Constellation de la Tortue et son lien avec Orion
Bref, il manquait une cité pour associer à Saïph mais qu’à cela ne tienne. Calculant la position que lui indique sa théorie et accédant à des images satellites via Google Earth, l’Agence spatiale canadienne, l’Agence spatiale japonaise et la NASA, il croit déceler la pièce manquante du puzzle. Un récent feu de forêt dans la région semble mettre à jour des formes géométriques non naturelles. Demandant l’avis du Dr. Armand LaRocque, spécialiste en télédétection à l’Université du Nouveau-Brunswick, William reçoit la grande nouvelle : on semble effectivement y apercevoir une pyramide et une trentaine de structures, ce qui l’en ferait l’une des plus importantes cités mayas découvertes à ce jour. Comme tout grand explorateur, William baptise sa découverte. Il la nomme K’àak’ Chi’ soit Bouche de feu en l’honneur du foyer créateur légendaire.

La nouvelle n’est pas sans créer de remous. Tant que ses recherches ne seront pas publiées par une revue scientifique et qu’une équipe ne se rendra pas sur place afin de confirmer sa théorie, la communauté scientifique aura du mal à avaler qu’un important secret de la civilisation maya se trouvait tout juste au-dessus de leur tête. Cependant ce n’est qu’une question de temps car plusieurs revues scientifiques l’auraient déjà approché afin qu’il démontre en plus de détails sa théorie au reste de la planète.

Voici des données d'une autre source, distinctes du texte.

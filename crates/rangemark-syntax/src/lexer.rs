//! # Lexer - Tokenizing HTML Source
//!
//! This module breaks HTML source into tokens using the [Logos] lexer
//! generator.
//!
//! [Logos]: https://docs.rs/logos
//!
//! ## The Lossless Guarantee
//!
//! **Every byte in the input appears in exactly one token.** Nothing is
//! skipped, so a document can always be reconstructed from its tokens:
//!
//! ```
//! use rangemark_syntax::lexer::lex;
//!
//! let input = "<p class=\"lead\">Hello, <b>world</b>!</p>";
//! let tokens = lex(input);
//!
//! let reconstructed: String = tokens.iter().map(|t| t.text).collect();
//! assert_eq!(input, reconstructed);
//! ```
//!
//! ## Context the DFA cannot see
//!
//! Two constructs need more than a regular expression:
//!
//! - Comments run until the first `-->`, which may contain `>` characters.
//!   Logos only matches the opening `<!--`; [`lex`] extends the token.
//! - The content of raw text elements (`script`, `style`, `textarea`,
//!   `title`) is not markup. After their start tag [`lex`] consumes
//!   everything up to the matching end tag as one `RAW_TEXT` token.
//!
//! A `<` that starts no valid construct is a Logos error and becomes `TEXT`.

use logos::Logos;

use crate::syntax_kind::SyntaxKind;
use crate::tag::{is_raw_text_element, parse_start_tag};

/// Token kinds produced by the Logos lexer.
///
/// Separate from [`SyntaxKind`] because Logos needs to derive on it and
/// because comments and raw text are finished by [`lex`], not by Logos.
#[derive(Logos, Debug, Clone, Copy, PartialEq, Eq)]
pub enum TokenKind {
    /// Opening of a comment; the body is consumed by the driver
    #[token("<!--")]
    CommentOpen,

    /// `<!DOCTYPE html>` and friends
    #[regex(r"<![A-Za-z][^>]*>")]
    Doctype,

    /// `<?xml ...?>`
    #[regex(r"<\?[^>]*>")]
    ProcessingInstruction,

    /// `</name>`
    #[regex(r"</[A-Za-z][A-Za-z0-9:-]*[ \t\r\n\x0C]*>")]
    EndTag,

    /// `<name attr=value ...>`, quoted values may contain `>`
    #[regex(r#"<[A-Za-z][A-Za-z0-9:-]*([^>"']|"[^"]*"|'[^']*')*>"#)]
    StartTag,

    /// Character data
    #[regex(r"[^<]+")]
    Text,
}

impl TokenKind {
    /// Convert to SyntaxKind.
    pub fn to_syntax_kind(self) -> SyntaxKind {
        match self {
            TokenKind::CommentOpen => SyntaxKind::COMMENT,
            TokenKind::Doctype => SyntaxKind::DOCTYPE,
            TokenKind::ProcessingInstruction => SyntaxKind::PROCESSING_INSTRUCTION,
            TokenKind::EndTag => SyntaxKind::END_TAG,
            TokenKind::StartTag => SyntaxKind::START_TAG,
            TokenKind::Text => SyntaxKind::TEXT,
        }
    }
}

/// A lexed token with its kind and text slice.
#[derive(Debug, Clone, PartialEq, Eq)]
pub struct Token<'a> {
    pub kind: SyntaxKind,
    pub text: &'a str,
}

/// Lex the input into a sequence of tokens.
///
/// Guarantees that all bytes from the input appear in the output tokens.
pub fn lex(input: &str) -> Vec<Token<'_>> {
    lex_with_spans(input)
        .into_iter()
        .map(|(token, _)| token)
        .collect()
}

/// Lex and return tokens along with their byte spans.
pub fn lex_with_spans(input: &str) -> Vec<(Token<'_>, std::ops::Range<usize>)> {
    let mut tokens = Vec::new();
    let mut lexer = TokenKind::lexer(input);

    while let Some(result) = lexer.next() {
        match result {
            Ok(TokenKind::CommentOpen) => {
                let body = lexer
                    .remainder()
                    .find("-->")
                    .map_or(lexer.remainder().len(), |end| end + 3);
                lexer.bump(body);
                push(&mut tokens, input, SyntaxKind::COMMENT, lexer.span());
            }
            Ok(TokenKind::StartTag) => {
                push(&mut tokens, input, SyntaxKind::START_TAG, lexer.span());

                let tag = parse_start_tag(lexer.slice());
                if let Some(tag) = tag
                    && !tag.self_closing
                    && is_raw_text_element(&tag.name)
                {
                    let raw_len = find_end_tag(lexer.remainder(), &tag.name);
                    if raw_len > 0 {
                        let start = lexer.span().end;
                        lexer.bump(raw_len);
                        push(&mut tokens, input, SyntaxKind::RAW_TEXT, start..start + raw_len);
                    }
                }
            }
            Ok(kind) => push(&mut tokens, input, kind.to_syntax_kind(), lexer.span()),
            // Logos error means a stray `<` - treat as TEXT
            Err(()) => push(&mut tokens, input, SyntaxKind::TEXT, lexer.span()),
        }
    }

    tokens
}

fn push<'a>(
    tokens: &mut Vec<(Token<'a>, std::ops::Range<usize>)>,
    input: &'a str,
    kind: SyntaxKind,
    span: std::ops::Range<usize>,
) {
    let text = &input[span.clone()];
    tokens.push((Token { kind, text }, span));
}

/// Byte length of raw text before `</name`, matched case-insensitively.
fn find_end_tag(remainder: &str, name: &str) -> usize {
    let needle = format!("</{name}");
    // ASCII lowercasing keeps byte offsets intact
    remainder
        .to_ascii_lowercase()
        .find(&needle)
        .unwrap_or(remainder.len())
}
//! # Range Store
//!
//! Saved highlight ranges and the reconciliation rules between them.
//!
//! Ranges are persisted as pairs of [`Boundary`] values, but all the
//! overlap arithmetic happens on [`Span`]s of global character offsets. A
//! [`Locator`] translates between the two against the current document, so
//! the store itself never touches a tree.
//!
//! A new selection that overlaps saved ranges is handled by the store's
//! [`OverlapPolicy`]: refused, or coalesced with everything it touches.
//! Erasing cuts stored ranges down to the parts outside the erased span.

mod locator;
mod span;
mod store;

use std::fmt;
use std::str::FromStr;

use chrono::{DateTime, Utc};
use thiserror::Error;

use crate::addressing::{AddressingError, Boundary};

pub use locator::{Locator, TreeLocator};
pub use span::{Span, merge_spans};
pub use store::{DEFAULT_MERGE_SEPARATOR, RangeStore};

/// Stable identity of a highlight range. Never reused within a store.
#[derive(Debug, Clone, Copy, PartialEq, Eq, PartialOrd, Ord, Hash)]
pub struct RangeId(pub u64);

impl fmt::Display for RangeId {
    fn fmt(&self, f: &mut fmt::Formatter<'_>) -> fmt::Result {
        write!(f, "{}", self.0)
    }
}

impl FromStr for RangeId {
    type Err = std::num::ParseIntError;

    fn from_str(s: &str) -> Result<Self, Self::Err> {
        s.trim().parse().map(RangeId)
    }
}

/// One saved highlight.
#[derive(Debug, Clone, PartialEq, Eq)]
pub struct HighlightRange {
    pub id: RangeId,
    /// Insertion sequence number
    pub order: u64,
    pub start: Boundary,
    pub end: Boundary,
    /// Literal text cached when the range was created
    pub text: String,
    pub created_at: DateTime<Utc>,
}

impl HighlightRange {
    /// Current span of the range, `None` when either boundary no longer resolves.
    pub fn span(&self, locator: &impl Locator) -> Option<Span> {
        let start = locator.offset_of(&self.start)?;
        let end = locator.offset_of(&self.end)?;
        Some(Span::new(start, end))
    }
}

/// What happens when a new selection overlaps saved ranges.
#[derive(Debug, Clone, Copy, PartialEq, Eq, Default)]
pub enum OverlapPolicy {
    /// Refuse the new range
    #[default]
    Reject,
    /// Coalesce it with every range it touches
    Merge,
}

impl fmt::Display for OverlapPolicy {
    fn fmt(&self, f: &mut fmt::Formatter<'_>) -> fmt::Result {
        match self {
            OverlapPolicy::Reject => write!(f, "reject"),
            OverlapPolicy::Merge => write!(f, "merge"),
        }
    }
}

impl FromStr for OverlapPolicy {
    type Err = RangeError;

    fn from_str(s: &str) -> Result<Self, Self::Err> {
        match s.to_ascii_lowercase().as_str() {
            "reject" => Ok(OverlapPolicy::Reject),
            "merge" => Ok(OverlapPolicy::Merge),
            _ => Err(RangeError::UnknownPolicy(s.to_string())),
        }
    }
}

#[derive(Debug, Error, Clone, PartialEq, Eq)]
pub enum RangeError {
    #[error("Selection is empty")]
    EmptySelection,
    #[error("Selection overlaps highlight {existing}")]
    Overlap { existing: RangeId },
    #[error("Selection boundary does not resolve against the document")]
    Unresolved,
    #[error("Unknown overlap policy: {0}")]
    UnknownPolicy(String),
    #[error(transparent)]
    Addressing(#[from] AddressingError),
}

/// Result of a successful [`RangeStore::add`].
#[derive(Debug, Clone, PartialEq, Eq)]
pub struct AddOutcome {
    pub range: HighlightRange,
    /// Ranges absorbed by a merge
    pub removed: Vec<HighlightRange>,
}

/// Ranges removed and created by a reconciliation pass.
#[derive(Debug, Clone, PartialEq, Eq, Default)]
pub struct ReconcileOutcome {
    pub removed: Vec<HighlightRange>,
    pub created: Vec<HighlightRange>,
}

impl ReconcileOutcome {
    pub fn is_empty(&self) -> bool {
        self.removed.is_empty() && self.created.is_empty()
    }
}
use std::fmt;
use std::str::FromStr;
use std::sync::OnceLock;

use regex::Regex;

use super::{AddressParseError, Step, nth_child};
use crate::tree::{DocumentTree, NodeId};

/// Location step of a query address.
///
/// The encoder only produces [`QueryStep::Named`] and [`QueryStep::Text`];
/// the wildcard forms are accepted when decoding addresses written by other
/// tools.
#[derive(Debug, Clone, PartialEq, Eq)]
pub enum QueryStep {
    /// `tag[n]`
    Named { tag: String, index: usize },
    /// `text()[n]`
    Text { index: usize },
    /// `*[n]`: n-th element child of any tag
    AnyElement { index: usize },
    /// `node()[n]`: n-th child of any kind
    AnyNode { index: usize },
}

/// XPath-style address, serialized as `/p[2]/text()[1]`.
#[derive(Debug, Clone, PartialEq, Eq, Default)]
pub struct QueryAddress {
    steps: Vec<QueryStep>,
}

fn step_regex() -> &'static Regex {
    static RE: OnceLock<Regex> = OnceLock::new();
    RE.get_or_init(|| {
        Regex::new(r"^(?:(text\(\))|(node\(\))|(\*)|([A-Za-z_][A-Za-z0-9_.:-]*))(?:\[([0-9]+)\])?$")
            .expect("Invalid query step regex")
    })
}

impl QueryAddress {
    pub fn new(steps: Vec<QueryStep>) -> Self {
        Self { steps }
    }

    pub(crate) fn from_steps(steps: Vec<Step>) -> Self {
        Self::new(
            steps
                .into_iter()
                .map(|step| match step {
                    Step::Element { tag, index } => QueryStep::Named { tag, index },
                    Step::Text { index } => QueryStep::Text { index },
                })
                .collect(),
        )
    }

    pub fn steps(&self) -> &[QueryStep] {
        &self.steps
    }

    pub(crate) fn resolve(&self, tree: &DocumentTree, root: NodeId) -> Option<NodeId> {
        self.steps.iter().try_fold(root, |current, step| match step {
            QueryStep::Named { tag, index } => nth_child(tree, current, *index, |child| {
                tree.tag(child).is_some_and(|t| t.eq_ignore_ascii_case(tag))
            }),
            QueryStep::Text { index } => {
                nth_child(tree, current, *index, |child| tree.is_text(child))
            }
            QueryStep::AnyElement { index } => {
                nth_child(tree, current, *index, |child| tree.tag(child).is_some())
            }
            QueryStep::AnyNode { index } => nth_child(tree, current, *index, |_| true),
        })
    }
}

impl fmt::Display for QueryAddress {
    fn fmt(&self, f: &mut fmt::Formatter<'_>) -> fmt::Result {
        if self.steps.is_empty() {
            return write!(f, ".");
        }
        for step in &self.steps {
            match step {
                QueryStep::Named { tag, index } => write!(f, "/{tag}[{index}]")?,
                QueryStep::Text { index } => write!(f, "/text()[{index}]")?,
                QueryStep::AnyElement { index } => write!(f, "/*[{index}]")?,
                QueryStep::AnyNode { index } => write!(f, "/node()[{index}]")?,
            }
        }
        Ok(())
    }
}

impl FromStr for QueryAddress {
    type Err = AddressParseError;

    fn from_str(s: &str) -> Result<Self, Self::Err> {
        if matches!(s, "." | "/" | "./") {
            return Ok(Self::default());
        }

        let body = s
            .strip_prefix("./")
            .or_else(|| s.strip_prefix('/'))
            .ok_or_else(|| AddressParseError::NotRooted(s.to_string()))?;

        let steps = body
            .split('/')
            .map(|segment| parse_step(s, segment))
            .collect::<Result<Vec<_>, _>>()?;
        Ok(Self::new(steps))
    }
}

fn parse_step(address: &str, segment: &str) -> Result<QueryStep, AddressParseError> {
    let malformed = || AddressParseError::MalformedStep {
        address: address.to_string(),
        step: segment.to_string(),
    };

    let captures = step_regex().captures(segment).ok_or_else(malformed)?;
    // A step without a predicate means the first match
    let index = match captures.get(5) {
        Some(m) => m.as_str().parse::<usize>().map_err(|_| malformed())?,
        None => 1,
    };
    if index == 0 {
        return Err(AddressParseError::ZeroIndex {
            address: address.to_string(),
        });
    }

    let step = if captures.get(1).is_some() {
        QueryStep::Text { index }
    } else if captures.get(2).is_some() {
        QueryStep::AnyNode { index }
    } else if captures.get(3).is_some() {
        QueryStep::AnyElement { index }
    } else {
        let tag = captures.get(4).ok_or_else(malformed)?.as_str().to_string();
        QueryStep::Named { tag, index }
    };
    Ok(step)
}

De même, pendant les courts moments que nous avons passés ensemble une productrice de la Colombie-Britannique lui dévoilait son intérêt de financer l’expédition de William afin de tourner un documentaire.

Alors, n'avons-nous affaire qu’à une étoile filante? Si l’on se fie au fait qu’il vient de remporter la médaille d’or dans sa catégorie accompagnée de bourses totalisant 5 000$, je crois plutôt que le feu cosmique continuera d’attiser sa passion pour quelques années encore.